▶ **Instructions for the task**
The full listing is to be written out again, unchanged.

▶ **Given data**

^^^^^^^^^^^^^^^^

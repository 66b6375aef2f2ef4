//! Derived contract balances.
//!
//! No balance column exists anywhere in the schema. A contract's balance is
//! always the replay of its COMPLETED transactions' signed amounts, read
//! fresh on every call — the withdrawal guard runs this inside the
//! recorder's write transaction so it can never act on a stale figure.

use crate::{
    error::LedgerResult,
    store::Db,
    types::{ContractId, TransactionType},
};

/// Sign semantics per transaction type. DEPOSIT and PAYMENT credit the
/// contract; WITHDRAWAL and FEE debit it; the remaining types are recorded
/// but carry no balance weight.
pub fn signed_amount(txn_type: TransactionType, amount: f64) -> f64 {
    match txn_type {
        TransactionType::Deposit | TransactionType::Payment => amount,
        TransactionType::Withdrawal | TransactionType::Fee => -amount,
        TransactionType::Interest
        | TransactionType::Refund
        | TransactionType::Adjustment
        | TransactionType::Penalty => 0.0,
    }
}

/// Replay a contract's COMPLETED transactions into its current balance.
pub fn contract_balance(db: Db<'_>, contract_id: ContractId) -> LedgerResult<f64> {
    let entries = db.completed_amounts(contract_id)?;
    Ok(entries
        .iter()
        .map(|&(txn_type, amount)| signed_amount(txn_type, amount))
        .sum())
}

#[cfg(test)]
mod tests {
    use super::*;
    use crate::types::TransactionType::*;

    #[test]
    fn credits_and_debits_carry_their_sign() {
        assert_eq!(signed_amount(Deposit, 500.0), 500.0);
        assert_eq!(signed_amount(Payment, 250.0), 250.0);
        assert_eq!(signed_amount(Withdrawal, 100.0), -100.0);
        assert_eq!(signed_amount(Fee, 25.0), -25.0);
    }

    #[test]
    fn neutral_types_contribute_nothing() {
        for t in [Interest, Refund, Adjustment, Penalty] {
            assert_eq!(signed_amount(t, 1_000.0), 0.0, "{t:?} must be neutral");
        }
    }
}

^^^^^^^^^^^^^^^^

▶ **Answer to this exercise**
repository 66b6375aef2f2ef4
//! Derived contract balances.
//!
//! No balance column exists anywhere in the schema. A contract's balance is
//! always the replay of its COMPLETED transactions' signed amounts, read
//! fresh on every call — the withdrawal guard runs this inside the
//! recorder's write transaction so it can never act on a stale figure.

use crate::{
    error::LedgerResult,
    store::Db,
    types::{ContractId, TransactionType},
};

/// Sign semantics per transaction type. DEPOSIT and PAYMENT credit the
/// contract; WITHDRAWAL and FEE debit it; the remaining types are recorded
/// but carry no balance weight.
pub fn signed_amount(txn_type: TransactionType, amount: f64) -> f64 {
    match txn_type {
        TransactionType::Deposit | TransactionType::Payment => amount,
        TransactionType::Withdrawal | TransactionType::Fee => -amount,
        TransactionType::Interest
        | TransactionType::Refund
        | TransactionType::Adjustment
        | TransactionType::Penalty => 0.0,
    }
}

/// Replay a contract's COMPLETED transactions into its current balance.
pub fn contract_balance(db: Db<'_>, contract_id: ContractId) -> LedgerResult<f64> {
    let entries = db.completed_amounts(contract_id)?;
    Ok(entries
        .iter()
        .map(|&(txn_type, amount)| signed_amount(txn_type, amount))
        .sum())
}

#[cfg(test)]
mod tests {
    use super::*;
    use crate::types::TransactionType::*;

    #[test]
    fn credits_and_debits_carry_their_sign() {
        assert_eq!(signed_amount(Deposit, 500.0), 500.0);
        assert_eq!(signed_amount(Payment, 250.0), 250.0);
        assert_eq!(signed_amount(Withdrawal, 100.0), -100.0);
        assert_eq!(signed_amount(Fee, 25.0), -25.0);
    }

    #[test]
    fn neutral_types_contribute_nothing() {
        for t in [Interest, Refund, Adjustment, Penalty] {
            assert_eq!(signed_amount(t, 1_000.0), 0.0, "{t:?} must be neutral");
        }
    }
}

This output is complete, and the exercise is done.